2017/09/13 | コメント(0)  | トラックバック(0)  | 
ptna_20170907top-thumb-225x150-28871.jpgHow do you choose your repertoires for your stage? Here are the brief interviews of 6 piano teachers who won the Teachers' Award at the PTNA Piano Competition 2017.

1. How important it is to choose pieces for the competition?

Koki Shimizu thinks that 80% of the success might rely on the repertoires. As the PTNA Piano Competition asks for 4 periods from Baroque to Modern, he believes it important to choose pieces which bring good balance and contrast between them, and above all, which enhance students' personalities and characteristics.
Once Mari Kumagai gets to know the required repertoires, she tries to think what to recommend to each student and how to teach them. As she would like to consider and shape up the plan by herself first, she does not rely on seminars or analysis booklets immediately. Choosing repertoires is such an "interesting" moment for her.
At first, Reiko Mochizuki makes research of all the scores and tries to play them. Especially, Baroque pieces are different between editions in regards of articulations and dynamics, she considers carefully which to select for the particular pieces. She believes that the choice of the edition is as important as the performances.

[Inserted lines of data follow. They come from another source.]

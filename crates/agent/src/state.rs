//! Run state threaded through every orchestration step
//!
//! Components never touch [`RunState`] directly. They return a
//! [`StateUpdate`] and the orchestrator applies it with [`RunState::merge`],
//! which appends accumulating fields in order and never overwrites them.

use graphmorph_common::{ApiInfo, ApiType, SchemaEntity};
use serde::{Deserialize, Serialize};
use serde_json::Value;

/// Author of a transcript turn
#[derive(Debug, Clone, Copy, PartialEq, Eq, Serialize, Deserialize)]
#[serde(rename_all = "lowercase")]
pub enum Role {
    User,
    Assistant,
    Tool,
    System,
}

/// One action requested by the decision-maker
#[derive(Debug, Clone, PartialEq, Serialize, Deserialize)]
pub struct ActionCall {
    /// Correlates the request with its tool-result turn
    pub id: String,

    pub name: String,

    #[serde(default)]
    pub arguments: Value,
}

/// One transcript entry
#[derive(Debug, Clone, PartialEq, Serialize, Deserialize)]
pub struct Turn {
    pub role: Role,

    pub content: String,

    /// Set on assistant turns that request an action
    #[serde(default)]
    pub call: Option<ActionCall>,

    /// Set on tool turns: id of the call being answered
    #[serde(default)]
    pub call_id: Option<String>,
}

impl Turn {
    fn new(role: Role, content: impl Into<String>) -> Self {
        Self {
            role,
            content: content.into(),
            call: None,
            call_id: None,
        }
    }

    pub fn user(content: impl Into<String>) -> Self {
        Self::new(Role::User, content)
    }

    pub fn assistant(content: impl Into<String>) -> Self {
        Self::new(Role::Assistant, content)
    }

    pub fn system(content: impl Into<String>) -> Self {
        Self::new(Role::System, content)
    }

    /// Assistant turn carrying an action request
    pub fn action_request(call: ActionCall) -> Self {
        Self {
            call: Some(call),
            ..Self::new(Role::Assistant, "")
        }
    }

    /// Tool-result turn answering `call_id`
    pub fn tool_result(call_id: &str, content: impl Into<String>) -> Self {
        Self {
            call_id: Some(call_id.to_string()),
            ..Self::new(Role::Tool, content)
        }
    }
}

/// Lifecycle tag of a run
#[derive(Debug, Clone, Copy, PartialEq, Eq, Serialize, Deserialize)]
#[serde(rename_all = "lowercase")]
pub enum RunStatus {
    Initialized,
    Exporting,
    Parsing,
    Success,
    Failed,
}

impl RunStatus {
    pub fn is_terminal(self) -> bool {
        matches!(self, RunStatus::Success | RunStatus::Failed)
    }
}

impl std::fmt::Display for RunStatus {
    fn fmt(&self, f: &mut std::fmt::Formatter<'_>) -> std::fmt::Result {
        let name = match self {
            RunStatus::Initialized => "initialized",
            RunStatus::Exporting => "exporting",
            RunStatus::Parsing => "parsing",
            RunStatus::Success => "success",
            RunStatus::Failed => "failed",
        };
        f.write_str(name)
    }
}

/// Discovery findings about the API under analysis
#[derive(Debug, Clone, Default, PartialEq, Eq)]
pub struct ApiUpdate {
    pub api_type: Option<ApiType>,
    pub spec_url: Option<String>,
}

/// Shared record of one run
#[derive(Debug, Clone, PartialEq, Serialize, Deserialize)]
pub struct RunState {
    pub transcript: Vec<Turn>,

    pub api: ApiInfo,

    /// Last fetched schema payload
    pub raw_schema: Option<Value>,

    pub entities: Vec<SchemaEntity>,

    pub errors: Vec<String>,

    pub status: RunStatus,
}

impl RunState {
    /// Fresh state for `endpoint`; the name defaults to its last path segment
    pub fn new(endpoint: &str, name: Option<&str>) -> Self {
        Self {
            transcript: Vec::new(),
            api: ApiInfo::new(endpoint, name),
            raw_schema: None,
            entities: Vec::new(),
            errors: Vec::new(),
            status: RunStatus::Initialized,
        }
    }

    /// Apply one step's partial update
    ///
    /// Turns, entities and errors are appended in the order given. A
    /// `failed` status is final; later status changes are ignored.
    pub fn merge(&mut self, update: StateUpdate) {
        self.transcript.extend(update.turns);
        self.entities.extend(update.entities);
        self.errors.extend(update.errors);

        if let Some(raw) = update.raw_schema {
            self.raw_schema = Some(raw);
        }

        if let Some(api) = update.api {
            if let Some(api_type) = api.api_type {
                self.api.api_type = api_type;
            }
            if let Some(spec_url) = api.spec_url {
                self.api.spec_url = Some(spec_url);
            }
        }

        if let Some(status) = update.status {
            if self.status != RunStatus::Failed {
                self.status = status;
            }
        }
    }

    pub fn is_failed(&self) -> bool {
        self.status == RunStatus::Failed
    }

    /// Content of the last assistant turn without an action request
    pub fn final_answer(&self) -> Option<&str> {
        self.transcript
            .iter()
            .rev()
            .find(|t| t.role == Role::Assistant && t.call.is_none())
            .map(|t| t.content.as_str())
    }
}

/// Partial state produced by one step
#[derive(Debug, Clone, Default, PartialEq)]
pub struct StateUpdate {
    pub turns: Vec<Turn>,
    pub entities: Vec<SchemaEntity>,
    pub errors: Vec<String>,
    pub raw_schema: Option<Value>,
    pub api: Option<ApiUpdate>,
    pub status: Option<RunStatus>,
}

impl StateUpdate {
    pub fn turn(turn: Turn) -> Self {
        Self {
            turns: vec![turn],
            ..Self::default()
        }
    }

    pub fn status(status: RunStatus) -> Self {
        Self {
            status: Some(status),
            ..Self::default()
        }
    }

    pub fn is_empty(&self) -> bool {
        *self == Self::default()
    }
}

2. The important points of selection

Reiko Mochizuki chooses pieces for students that fit into their personalities, sounds, and their preferences. Sanae Nagamoto offers singing pieces for students who have strong drive of expression, fast pieces for those who have strong techniques, musical and technical pieces for those who have both capabilities. Koki Shimizu has no difficulty in choosing one piece that fit into each student, out of 3-4 pieces in each period. However, he thinks further to make good balance between 4 periods, for instance, a faster piece from modern period and a slower piece from another period.


3. How to combine pieces of 4 periods? How to prepare beforehand?

It is allowed to skip grades at the PTNA Piano Competition. Koki Shimizu recommends pieces according to students' performance levels, not their ages. He says it leads better achievements (or results) when he offers challenging pieces to students that require a lot of elements to learn until the day of the performance.

Kumi Kameya tries to combine pieces with both singing and moving elements. It is often the case that teachers select pieces for students, but it would be more idealistic that teachers talk with students and their parents which pieces to play among variety of choices. In any case, reading and comprehension skill is essential in order to choose any pieces they want.

Sanae Nagamoto thinks preparation is important. At her piano studio, she offers bigger pieces in the previous season (autumn to winter), so that students would feel easier to select competition repertoires in spring. For example, students who studies works of Burgmuller in the previous year feel easier to play required repertoires of the grade B.

Kaori Takizawa also prepares in advance. She encourages her students to nurture basic performance skills in daily lessons, which allows them to cope with any repertoires that competitions ask for. For intermediate to advanced students (the grade C and above), she recommends them to study solfege and analysis, as well as to listen to live concerts or recordings, etc. so as to choose pieces by themselves.